その余韻は目に見えないけれど、なんか存在してる気がした。

私はそっとマウスピースを外す。

マウスピースを押し当てていた部分がピリッと唇に残っている。

遠くでクラリネットがスケールを練習していて、パーカッションがスティックをくるくると回して遊んでいる。

その隣で心華が、オーボエのキーを押したりしている。

譜面とにらめっこしながら、なにか考えているような顔をしていたけど、目が合うと、すぐに柔らかい表情になった。

「今、結来合わせてたでしょ。」

「え、ばれた?」

「うん、楽しくてつい、、」

表情を緩める心華を見て、なんだか照れくさくなった。

勝手に合わせてるのがばれて恥ずかしいような気分。

「なんか、最近花恋先生、みたいだよね。
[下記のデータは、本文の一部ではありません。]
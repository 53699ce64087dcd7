// src/canonical/mod.rs

//! Canonicalization of enriched records.
//!
//! Both halves are pure: the same record always yields the same
//! [`CanonicalRecord`].

mod address;
mod types;

pub use address::AddressParser;
pub use types::TypeMapper;

use crate::error::Result;
use crate::models::{CanonicalConfig, CanonicalRecord, EnrichedRecord};

/// Applies type mapping and address parsing to enriched records.
#[derive(Debug, Clone)]
pub struct Canonicalizer {
    types: TypeMapper,
    address: AddressParser,
}

impl Canonicalizer {
    pub fn new(config: &CanonicalConfig) -> Result<Self> {
        Ok(Self {
            types: TypeMapper::new(config),
            address: AddressParser::new()?,
        })
    }

    pub fn canonicalize(&self, record: &EnrichedRecord) -> CanonicalRecord {
        let raw = &record.raw;
        CanonicalRecord {
            source_url: raw.source_url.clone(),
            canonical_types: self.types.map_types(&raw.raw_attribute_labels),
            normalized_address: self.address.parse(
                &raw.street_address,
                &raw.city,
                &raw.region_code,
                &raw.postal_code,
            ),
        }
    }
}
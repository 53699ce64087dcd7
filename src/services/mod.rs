//! External collaborators of the sync engine.
//!
//! This module defines the seams the pipeline talks through:
//! - `SourceConnector`: partition listings and detail pages
//! - `DestinationClient`: paginated snapshot reads and create/update writes
//! - `ModerationPolicy`: title blocklist predicate
//!
//! plus the HTTP implementations used by the CLI.

mod destination;
mod moderation;
mod source;

use std::collections::BTreeSet;
use std::time::Duration;

use async_trait::async_trait;
use reqwest::{Response, StatusCode, header};
use serde::{Deserialize, Serialize};
use thiserror::Error;

use crate::models::{CareType, DetailFields, Partition, RawRecord, SnapshotEntry};
use crate::utils::RateGate;

pub use destination::HttpDestinationClient;
pub use moderation::TitleBlocklist;
pub use source::HttpSourceConnector;

/// Per-request failure classification.
///
/// Only `Transient`, `Timeout` and `RateLimited` are retried.
#[derive(Error, Debug, Clone, PartialEq, Eq)]
pub enum FetchError {
    #[error("transient failure: {0}")]
    Transient(String),

    #[error("request timed out")]
    Timeout,

    #[error("rate limited by remote")]
    RateLimited { retry_after: Option<Duration> },

    #[error("not found")]
    NotFound,

    #[error("malformed response: {0}")]
    Malformed(String),
}

impl FetchError {
    pub fn is_transient(&self) -> bool {
        matches!(
            self,
            FetchError::Transient(_) | FetchError::Timeout | FetchError::RateLimited { .. }
        )
    }

    /// Classify a non-success HTTP status.
    pub fn from_status(status: StatusCode, retry_after: Option<Duration>) -> Self {
        match status {
            StatusCode::NOT_FOUND | StatusCode::GONE => FetchError::NotFound,
            StatusCode::TOO_MANY_REQUESTS => FetchError::RateLimited { retry_after },
            StatusCode::REQUEST_TIMEOUT | StatusCode::GATEWAY_TIMEOUT => FetchError::Timeout,
            s if s.is_server_error() => FetchError::Transient(format!("HTTP {s}")),
            s => FetchError::Malformed(format!("unexpected HTTP {s}")),
        }
    }
}

/// Pass a success response through; classify anything else.
///
/// A `Retry-After` header in seconds becomes the rate-limit hint.
pub(crate) fn check_status(response: Response) -> Result<Response, FetchError> {
    let status = response.status();
    if status.is_success() {
        return Ok(response);
    }
    let retry_after = response
        .headers()
        .get(header::RETRY_AFTER)
        .and_then(|v| v.to_str().ok())
        .and_then(|v| v.trim().parse::<u64>().ok())
        .map(Duration::from_secs);
    Err(FetchError::from_status(status, retry_after))
}

impl From<reqwest::Error> for FetchError {
    fn from(error: reqwest::Error) -> Self {
        if error.is_timeout() {
            FetchError::Timeout
        } else if let Some(status) = error.status() {
            FetchError::from_status(status, None)
        } else if error.is_decode() {
            FetchError::Malformed(error.to_string())
        } else {
            FetchError::Transient(error.to_string())
        }
    }
}

/// Listing source.
#[async_trait]
pub trait SourceConnector: Send + Sync {
    /// All listings of one partition. Every page request passes `gate`.
    async fn fetch_partition(
        &self,
        partition: &Partition,
        gate: &RateGate,
    ) -> Result<Vec<RawRecord>, FetchError>;

    /// Secondary fields from a record's detail page.
    async fn fetch_details(&self, source_url: &str) -> Result<DetailFields, FetchError>;
}

/// One page of the destination listing endpoint.
#[derive(Debug, Clone, PartialEq, Eq)]
pub enum Page {
    Items {
        entries: Vec<SnapshotEntry>,
        /// Records on the page before dropping those without a source URL
        received: usize,
    },
    /// Past the last page
    OutOfRange,
}

impl Page {
    /// A page where every record carried a source URL.
    pub fn items(entries: Vec<SnapshotEntry>) -> Self {
        let received = entries.len();
        Page::Items { entries, received }
    }
}

/// Record body sent to the destination on create or update.
#[derive(Debug, Clone, PartialEq, Eq, Serialize, Deserialize)]
pub struct ListingPayload {
    /// Existing destination record, `None` to create
    pub destination_id: Option<u64>,
    pub source_url: String,
    pub title: String,
    pub address: String,
    pub city: String,
    pub region: String,
    pub postal: String,
    pub price: String,
    pub care_types: BTreeSet<CareType>,
    pub description: String,
    pub image_url: String,
}

/// Destination content system.
#[async_trait]
pub trait DestinationClient: Send + Sync {
    /// Identity of the listing endpoint, used as the cache key.
    fn endpoint_id(&self) -> String;

    /// One page of destination records (1-based).
    async fn list_page(&self, page: usize, page_size: usize) -> Result<Page, FetchError>;

    /// Create or update a record, returning its destination id.
    async fn create_or_update(&self, listing: &ListingPayload) -> Result<u64, FetchError>;
}

/// Title moderation predicate.
pub trait ModerationPolicy: Send + Sync {
    fn is_blocked(&self, title: &str) -> bool;
}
」

「、、え?」

「いや、なんとなくだけど、、、」

心華は言葉を濁したまま、オーボエを鳴らし始めた。

私は、心華の横顔をちらっと見る。

何を言いたかったんだろう。

先生ってどういう意味なんだろう。

先生見たいってうれしいけれど、もやもやが残って素直に喜べない。

花恋先生は別に楽器を吹いているわけではない。

でも、人のことをよく見ている。

どんな気持ちで吹いてるか見透かしているみたい。

「先生って、人と音のことよく見てるよね」

私はぽつりとつぶやいた。

心華はうんとだけ言って、譜面をめくった。

譜面をめくる音が、紙と空気のあいだで小さく鳴った。

心華は何も言わず、ただ次の練習に向けて準備をしている。  

その静けさが、なんだか心地よかった。

私は、ユーフォニアムのベルの内側を指でそっとなぞった。  

冷たい金属の感触が、指先に残る。  

さっきまで吹いていた音が、まだそこにいるような気がした。

先生みたいって言われたこと。  

うれしいけれど、なんとなく引っかかる。  

私は、誰かの音に気づけているだろうか。  

ただ吹いてるだけじゃなくて、ちゃんと聴けてるだろうか。

それなのになぜ心華は先生見たいって言ったんだろう。  

そんなことを考えていたら、心華がふいに言った。

「ねえ、結来」  

「ん?」  

「今度さ、先生に見てもらうとき、二人で合わせてみない?」  

「……え、私と?」  

「うん。なんか、トランペットと合わせてるの聞いてよかったなって」

私は少しだけ驚いて、それから笑った。  

心華の言葉が、さっきのもやもやを少しだけ溶かしてくれた気がした。